But that brings up an interesting point... at any one moment in time, the two tuners could / probably are viewing different streams of data. If I happened to know which two channels were being viewed at 10:00, could I then wait til 10:30 and hit (R) on those two channels? If so, would one or both of them have pre-10:30 data?


----------



## ebisads (Dec 8, 2006)

Earl Bonovich said:


> If you have 0x108... that is all you will need from DirecTV.


not to slam you earl, but the time is "that is all we need" we always get hit with and this... and this ...... from all electronic makers


----------



## islesfan (Oct 18, 2006)

lamontcranston said:


> Well, if nothing else, anything that turns on the ethernet port is a plus. Better than anything D* ever did with the DirecTivo's USB port, right?


I still have one as my backup for my HR20, and I don't remember them ever activating the USB ports for anything. Actually, my old RCS D* receiver had dummy USB ports as well. Will they ever use these?


----------



## ebisads (Dec 8, 2006)

Earl Bonovich said:


> We are working on that.... seriously.
> It is not just something you do over night.


it could be done faster, directv just does not priortize things correctly


----------



## ebisads (Dec 8, 2006)

LameLefty said:


> There are standards for streaming media that are open, well-documented, stable and available cross-platform (Windows, OS X, Linux). Viiv was chosen for one real reason: DRM and content control.


partially, the main reason is

"BIG BROTHER" now before I am listed as slamming on GR20 and not TIVO.. TIVO does have "BIG BROTHER" FEATURES built in to it, BUT not as far reaching as hr20's will be....


----------



## mrshermanoaks (Aug 27, 2006)

lamontcranston said:


> Oh Boy.
> 
> Has anyone besides the venerable Mr. Bonovich actually received this update and tested it? I probably have, but I generally don't check for updates in the morning.


Yes, I've got it. I went to the Setup menu, and there was an item on there for Network. When I selected it, there was an option to "Connect Now". I selected it and it failed - ooops, forgot I had borrowed back that ethernet cable. Plugged the cable in, and selected the "Get connected". There was a nice little tutorial as to what the wiring should look like, with the router and everything. There was an option regarding a "Wireless", but I didn't select it and can't get back to it right now. This time, with the cord connected, it got a DHCP address from my router and told me my connection was good.

Once it was setup, the Network setup panel allows me to test my connection, repeat the setup process, or go to Advanced Setup, which lets me set manual network settings.

Now that it's setup, I have no idea how to actually share music and photos from my PC. Don't know if my computer is Viiv - maybe if it was I'd see some other option. But at the moment I don't see anything else that's different.


----------



## Earl Bonovich (Nov 15, 2005)

mrshermanoaks said:


> There was a nice little tutorial as to what the wiring should look like, with the router and everything. There was an option regarding a "Wireless", but I didn't select it and can't get back to it right now.

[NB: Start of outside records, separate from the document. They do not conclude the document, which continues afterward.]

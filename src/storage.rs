//! Zarr storage (abstract store interface and backends).
//!
//! See <https://zarr-specs.readthedocs.io/en/latest/v3/core/v3.0.html#storage>.
//!
//! A Zarr [store](Store) is a system that can be used to store and retrieve data from a Zarr
//! hierarchy: a mapping from [keys](StoreKey) to byte values with directory-like listing.
//! Backends: [`MemoryStore`](store::MemoryStore), [`FilesystemStore`](store::FilesystemStore), and
//! the read-only [`HttpStore`](store::HttpStore).
//!
//! Node metadata documents are read and written through the store as well, normalized to the
//! Zarr V3 representation regardless of the on-disk format (V2 `.zarray`/`.zgroup`/`.zattrs`
//! documents are translated on read).

pub mod fs_uri;
pub mod store;
mod store_key;
mod store_prefix;

pub use store_key::{StoreKey, StoreKeyError, StoreKeys};
pub use store_prefix::{StorePrefix, StorePrefixError, StorePrefixes};

use std::sync::Arc;

use thiserror::Error;

use crate::{
    array::chunk_key_encoding::{ChunkKeyEncoding, ChunkKeySeparator},
    byte_range::{validate_byte_ranges, ByteRange, InvalidByteRangeError},
    metadata::{
        array_metadata_v2_to_v3, ArrayMetadataV2, ArrayMetadataV2ToV3ConversionError,
        GroupMetadataV2, GroupMetadataV3,
    },
    node::{NodeMetadata, NodeNameError, NodePath, NodePathError},
};

/// The value of a store key, or [`None`] if the key is absent.
pub type MaybeBytes = Option<Vec<u8>>;

/// [`Arc`] wrapped store.
pub type StoreHandle = Arc<dyn Store>;

/// [`StoreKeys`] and [`StorePrefixes`]: the immediate children of a prefix.
#[derive(Clone, Eq, PartialEq, Hash, Debug, Default)]
pub struct StoreKeysPrefixes {
    keys: StoreKeys,
    prefixes: StorePrefixes,
}

impl StoreKeysPrefixes {
    /// Create a new [`StoreKeysPrefixes`].
    #[must_use]
    pub const fn new(keys: StoreKeys, prefixes: StorePrefixes) -> Self {
        Self { keys, prefixes }
    }

    /// Returns the keys.
    #[must_use]
    pub const fn keys(&self) -> &StoreKeys {
        &self.keys
    }

    /// Returns the prefixes.
    #[must_use]
    pub const fn prefixes(&self) -> &StorePrefixes {
        &self.prefixes
    }
}

/// A storage error.
#[derive(Debug, Error)]
pub enum StorageError {
    /// A write operation was attempted on a read only store.
    #[error("a write operation was attempted on a read only store")]
    ReadOnly,
    /// An IO error.
    #[error(transparent)]
    IOError(#[from] std::io::Error),
    /// An error parsing the metadata for a key.
    #[error("error parsing metadata for {0}: {1}")]
    InvalidMetadata(StoreKey, String),
    /// An error converting Zarr V2 metadata.
    #[error(transparent)]
    InvalidV2Metadata(#[from] ArrayMetadataV2ToV3ConversionError),
    /// An invalid store prefix.
    #[error("invalid store prefix {0}")]
    StorePrefixError(#[from] StorePrefixError),
    /// An invalid store key.
    #[error("invalid store key {0}")]
    InvalidStoreKey(#[from] StoreKeyError),
    /// An invalid node path.
    #[error("invalid node path {0}")]
    NodePathError(#[from] NodePathError),
    /// An invalid node name.
    #[error("invalid node name {0}")]
    NodeNameError(#[from] NodeNameError),
    /// An invalid byte range.
    #[error("invalid byte range {0}")]
    InvalidByteRangeError(#[from] InvalidByteRangeError),
    /// The requested method is not supported.
    #[error("{0}")]
    Unsupported(String),
    /// Any other error.
    #[error("{0}")]
    Other(String),
}

impl From<&str> for StorageError {
    fn from(err: &str) -> Self {
        Self::Other(err.to_string())
    }
}

impl From<String> for StorageError {
    fn from(err: String) -> Self {
        Self::Other(err)
    }
}

/// The Zarr abstract store interface.
///
/// All backends implement this trait. Capability methods report what a backend supports; mutating
/// methods on a read only store fail with [`StorageError::ReadOnly`] rather than panicking.
pub trait Store: Send + Sync + core::fmt::Debug {
    /// Retrieve the value (bytes) associated with a given [`StoreKey`].
    ///
    /// Returns [`None`] if the key is not found.
    ///
    /// # Errors
    /// Returns a [`StorageError`] if there is an underlying storage error.
    fn get(&self, key: &StoreKey) -> Result<MaybeBytes, StorageError>;

    /// Retrieve a byte range of the value associated with a given [`StoreKey`].
    ///
    /// Returns [`None`] if the key is not found.
    ///
    /// # Errors
    /// Returns a [`StorageError`] if the byte range is invalid (out of bounds or empty) or there
    /// is an underlying storage error.
    fn get_partial(
        &self,
        key: &StoreKey,
        byte_range: &ByteRange,
    ) -> Result<MaybeBytes, StorageError> {
        let Some(bytes) = self.get(key)? else {
            return Ok(None);
        };
        let size = bytes.len() as u64;
        validate_byte_ranges(&[*byte_range], size)?;
        if byte_range.start(size) >= size || byte_range.length(size) == 0 {
            return Err(InvalidByteRangeError::new(*byte_range, size).into());
        }
        Ok(Some(bytes[byte_range.to_range_usize(size)].to_vec()))
    }

    /// Returns whether the key exists in the store.
    ///
    /// # Errors
    /// Returns a [`StorageError`] if there is an underlying storage error.
    fn exists(&self, key: &StoreKey) -> Result<bool, StorageError> {
        Ok(self.get(key)?.is_some())
    }

    /// Return the size in bytes of the value at `key`, or [`None`] if the key is not found.
    ///
    /// # Errors
    /// Returns a [`StorageError`] if there is an underlying storage error.
    fn size_key(&self, key: &StoreKey) -> Result<Option<u64>, StorageError> {
        Ok(self.get(key)?.map(|bytes| bytes.len() as u64))
    }

    /// Store `value` at `key`, overwriting any existing value.
    ///
    /// Hierarchical backends create intermediate directories.
    ///
    /// # Errors
    /// Returns a [`StorageError`] on failure to store, or [`StorageError::ReadOnly`] for a read
    /// only store.
    fn set(&self, key: &StoreKey, value: &[u8]) -> Result<(), StorageError>;

    /// Store `value` at `key` only if the key is absent.
    ///
    /// Returns whether the value was stored.
    ///
    /// # Errors
    /// Returns a [`StorageError`] on failure to store.
    fn set_if_not_exists(&self, key: &StoreKey, value: &[u8]) -> Result<bool, StorageError> {
        if self.exists(key)? {
            Ok(false)
        } else {
            self.set(key, value)?;
            Ok(true)
        }
    }

    /// Erase the value at `key`.
    ///
    /// Returns whether a value was erased.
    ///
    /// # Errors
    /// Returns a [`StorageError`] if there is an underlying storage error, or
    /// [`StorageError::ReadOnly`] for a read only store.
    fn erase(&self, key: &StoreKey) -> Result<bool, StorageError>;

    /// Erase all values with a key beginning with `prefix`.
    ///
    /// Returns whether any value was erased.
    ///
    /// # Errors
    /// Returns a [`StorageError`] if there is an underlying storage error, or
    /// [`StorageError::ReadOnly`] for a read only store.
    fn erase_prefix(&self, prefix: &StorePrefix) -> Result<bool, StorageError>;

    /// Retrieve all [`StoreKeys`] in the store.
    ///
    /// # Errors
    /// Returns a [`StorageError`] if the store does not support listing or there is an underlying
    /// storage error.
    fn list(&self) -> Result<StoreKeys, StorageError>;

    /// Retrieve all [`StoreKeys`] with a given [`StorePrefix`].
    ///
    /// # Errors
    /// Returns a [`StorageError`] if the store does not support listing or there is an underlying
    /// storage error.
    fn list_prefix(&self, prefix: &StorePrefix) -> Result<StoreKeys, StorageError>;

    /// Retrieve all [`StoreKeys`] and [`StorePrefixes`] that are direct children of `prefix`.
    ///
    /// # Errors
    /// Returns a [`StorageError`] if the store does not support listing or there is an underlying
    /// storage error.
    fn list_dir(&self, prefix: &StorePrefix) -> Result<StoreKeysPrefixes, StorageError>;

    /// Retrieve the metadata document of the node at `path`, normalized to the Zarr V3
    /// representation regardless of the stored format.
    ///
    /// Zarr V2 `.zattrs` attributes are merged into the returned document. Returns [`None`] if no
    /// metadata document exists at the path.
    ///
    /// # Errors
    /// Returns a [`StorageError`] if a metadata document is malformed or there is an underlying
    /// storage error.
    fn get_metadata(&self, path: &NodePath) -> Result<Option<NodeMetadata>, StorageError> {
        get_metadata_v3_then_v2(&|key| self.get(key), path)
    }

    /// Store the metadata document of the node at `path`.
    ///
    /// # Errors
    /// Returns a [`StorageError`] on failure to store, or [`StorageError::ReadOnly`] for a read
    /// only store.
    fn set_metadata(&self, path: &NodePath, metadata: &NodeMetadata) -> Result<(), StorageError> {
        let json = serde_json::to_vec_pretty(metadata)
            .map_err(|err| StorageError::InvalidMetadata(meta_key(path), err.to_string()))?;
        self.set(&meta_key(path), &json)
    }

    /// Returns whether the store is read only.
    fn read_only(&self) -> bool {
        false
    }

    /// Returns whether the store supports writes.
    fn supports_writes(&self) -> bool {
        !self.read_only()
    }

    /// Returns whether the store supports listing.
    fn supports_listing(&self) -> bool {
        true
    }

    /// Returns whether the store supports deletes.
    fn supports_deletes(&self) -> bool {
        !self.read_only()
    }

    /// Returns whether the store supports consolidated metadata.
    fn supports_consolidated_metadata(&self) -> bool {
        false
    }

    /// The default chunk key separator for arrays created on this store.
    ///
    /// Individual arrays override this via their `chunk_key_encoding`.
    fn default_chunk_key_separator(&self) -> ChunkKeySeparator {
        ChunkKeySeparator::Slash
    }
}

/// Shared v3-then-v2 metadata retrieval over a store `get` function.
///
/// Attempts `zarr.json`, then `.zarray` + `.zattrs`, then `.zgroup` + `.zattrs`, translating V2
/// documents into the V3 representation.
pub(crate) fn get_metadata_v3_then_v2(
    get: &dyn Fn(&StoreKey) -> Result<MaybeBytes, StorageError>,
    path: &NodePath,
) -> Result<Option<NodeMetadata>, StorageError> {
    let key_v3 = meta_key(path);
    if let Some(metadata) = get(&key_v3)? {
        let metadata: NodeMetadata = serde_json::from_slice(&metadata)
            .map_err(|err| StorageError::InvalidMetadata(key_v3, err.to_string()))?;
        return Ok(Some(metadata));
    }

    let key_v2_array = meta_key_v2_array(path);
    if let Some(metadata) = get(&key_v2_array)? {
        let mut metadata: ArrayMetadataV2 = serde_json::from_slice(&metadata)
            .map_err(|err| StorageError::InvalidMetadata(key_v2_array, err.to_string()))?;
        if let Some(attributes) = get_attributes_v2(get, path)? {
            metadata.attributes = attributes;
        }
        let metadata = array_metadata_v2_to_v3(&metadata)?;
        return Ok(Some(NodeMetadata::Array(metadata)));
    }

    let key_v2_group = meta_key_v2_group(path);
    if let Some(metadata) = get(&key_v2_group)? {
        let metadata: GroupMetadataV2 = serde_json::from_slice(&metadata)
            .map_err(|err| StorageError::InvalidMetadata(key_v2_group, err.to_string()))?;
        let mut metadata_v3 = GroupMetadataV3::new(metadata.attributes);
        if let Some(attributes) = get_attributes_v2(get, path)? {
            metadata_v3.attributes = attributes;
        }
        return Ok(Some(NodeMetadata::Group(metadata_v3)));
    }

    Ok(None)
}

fn get_attributes_v2(
    get: &dyn Fn(&StoreKey) -> Result<MaybeBytes, StorageError>,
    path: &NodePath,
) -> Result<Option<serde_json::Map<String, serde_json::Value>>, StorageError> {
    let key = meta_key_v2_attributes(path);
    let Some(attributes) = get(&key)? else {
        return Ok(None);
    };
    let attributes = serde_json::from_slice(&attributes)
        .map_err(|err| StorageError::InvalidMetadata(key, err.to_string()))?;
    Ok(Some(attributes))
}

/// Return the metadata key given a node path for a specified metadata file name.
#[must_use]
fn meta_key_any(path: &NodePath, metadata_file_name: &str) -> StoreKey {
    let path = path.as_str();
    if path.eq("/") {
        unsafe { StoreKey::new_unchecked(metadata_file_name.to_string()) }
    } else {
        let path = path.strip_prefix('/').unwrap_or(path);
        unsafe { StoreKey::new_unchecked(format!("{path}/{metadata_file_name}")) }
    }
}

/// Return the Zarr V3 metadata key (zarr.json) given a node path.
#[must_use]
pub fn meta_key(path: &NodePath) -> StoreKey {
    meta_key_any(path, "zarr.json")
}

/// Return the Zarr V2 array metadata key (.zarray) given a node path.
#[must_use]
pub fn meta_key_v2_array(path: &NodePath) -> StoreKey {
    meta_key_any(path, ".zarray")
}

/// Return the Zarr V2 group metadata key (.zgroup) given a node path.
#[must_use]
pub fn meta_key_v2_group(path: &NodePath) -> StoreKey {
    meta_key_any(path, ".zgroup")
}

/// Return the Zarr V2 user-defined attributes key (.zattrs) given a node path.
#[must_use]
pub fn meta_key_v2_attributes(path: &NodePath) -> StoreKey {
    meta_key_any(path, ".zattrs")
}

/// Return the data key given a node path, chunk grid coordinates, and a chunk key encoding.
#[must_use]
pub fn data_key(
    path: &NodePath,
    chunk_grid_indices: &[u64],
    chunk_key_encoding: &ChunkKeyEncoding,
) -> StoreKey {
    let path = path.as_str();
    let path = path.strip_prefix('/').unwrap_or(path);
    let chunk_key = chunk_key_encoding.encode(chunk_grid_indices);
    if path.is_empty() {
        chunk_key
    } else {
        unsafe { StoreKey::new_unchecked(format!("{path}/{}", chunk_key.as_str())) }
    }
}

/// Returns whether a node (group or array metadata document) exists at `path`.
///
/// # Errors
/// Returns a [`StorageError`] if there is an underlying storage error.
pub fn node_exists(store: &dyn Store, path: &NodePath) -> Result<bool, StorageError> {
    Ok(store.exists(&meta_key(path))?
        || store.exists(&meta_key_v2_array(path))?
        || store.exists(&meta_key_v2_group(path))?)
}

/// Erase the node at `path` and all of its descendants.
///
/// # Errors
/// Returns a [`StorageError`] if there is an underlying storage error.
pub fn erase_node(store: &dyn Store, path: &NodePath) -> Result<bool, StorageError> {
    let prefix: StorePrefix = path
        .try_into()
        .map_err(|err: StorePrefixError| StorageError::from(err.to_string()))?;
    if prefix.as_str().is_empty() {
        // erasing the root erases everything in the store
        store.erase_prefix(&StorePrefix::root())
    } else {
        store.erase_prefix(&prefix)
    }
}
//! Extension point creation errors.
//!
//! [Zarr extension points](https://zarr-specs.readthedocs.io/en/latest/v3/core/v3.0.html#extension-points)
//! ([chunk grids](crate::array::chunk_grid), [chunk key encodings](crate::array::chunk_key_encoding),
//! and [codecs](crate::array::codec)) are created from [`MetadataV3`] by name. The supported set is
//! fixed to the core extensions, so creation dispatches on the metadata name and fails with a
//! [`PluginCreateError`] for anything else.

use thiserror::Error;

use crate::metadata::{ConfigurationInvalidError, MetadataV3};

/// A plugin creation error.
#[derive(Error, Debug)]
pub enum PluginCreateError {
    /// An unsupported plugin.
    #[error("{name:?} is not supported")]
    Unsupported {
        /// The name of the unsupported plugin.
        name: String,
    },
    /// Invalid metadata.
    #[error("{identifier} is unsupported, metadata: {metadata}")]
    MetadataInvalid {
        /// The identifier of the plugin.
        identifier: &'static str,
        /// The invalid metadata.
        metadata: MetadataV3,
    },
    /// Invalid configuration.
    #[error(transparent)]
    ConfigurationInvalidError(#[from] ConfigurationInvalidError),
    /// Other.
    #[error("{error_str}")]
    Other {
        /// The error string.
        error_str: String,
    },
}

impl PluginCreateError {
    /// Create a [`PluginCreateError::MetadataInvalid`] error.
    #[must_use]
    pub fn metadata_invalid(identifier: &'static str, metadata: MetadataV3) -> Self {
        Self::MetadataInvalid {
            identifier,
            metadata,
        }
    }

    /// Create a [`PluginCreateError::Unsupported`] error.
    #[must_use]
    pub fn unsupported(name: &str) -> Self {
        Self::Unsupported {
            name: name.to_string(),
        }
    }
}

Hmmm... I am going to have to try that tonight (force fail the connection), and see what that Wireless option is all about..


----------



## islesfan (Oct 18, 2006)

lguvenoz said:


> It's not an HR20 issue. The content providers want the communications channels for streaming of full HD content to be "secure". This is not so much secure as in providing encryption, but as in establishing secure trusted connections between very specific devices.
> 
> I can't remember the exact acronym for the protocol Intel is endorsing with ViiV, but it runs over standard IP networks and establishes an over-the-wire trusted connection between the content source and consumer. Both devices have to support the protocol, and both devices have to be used (normally) to establish the trust. In the ViiV case they even have logic that explicity excludes the ability to establish connections over anything other than your in-home network to further restrict the possibilities.
> 
> The most common thing done is for each device to generate a "key" that is used on the other device to establish the trust. Without this capability you could simply broadcast your HD content to any unknown device potentially over an unsecured network like the Internet.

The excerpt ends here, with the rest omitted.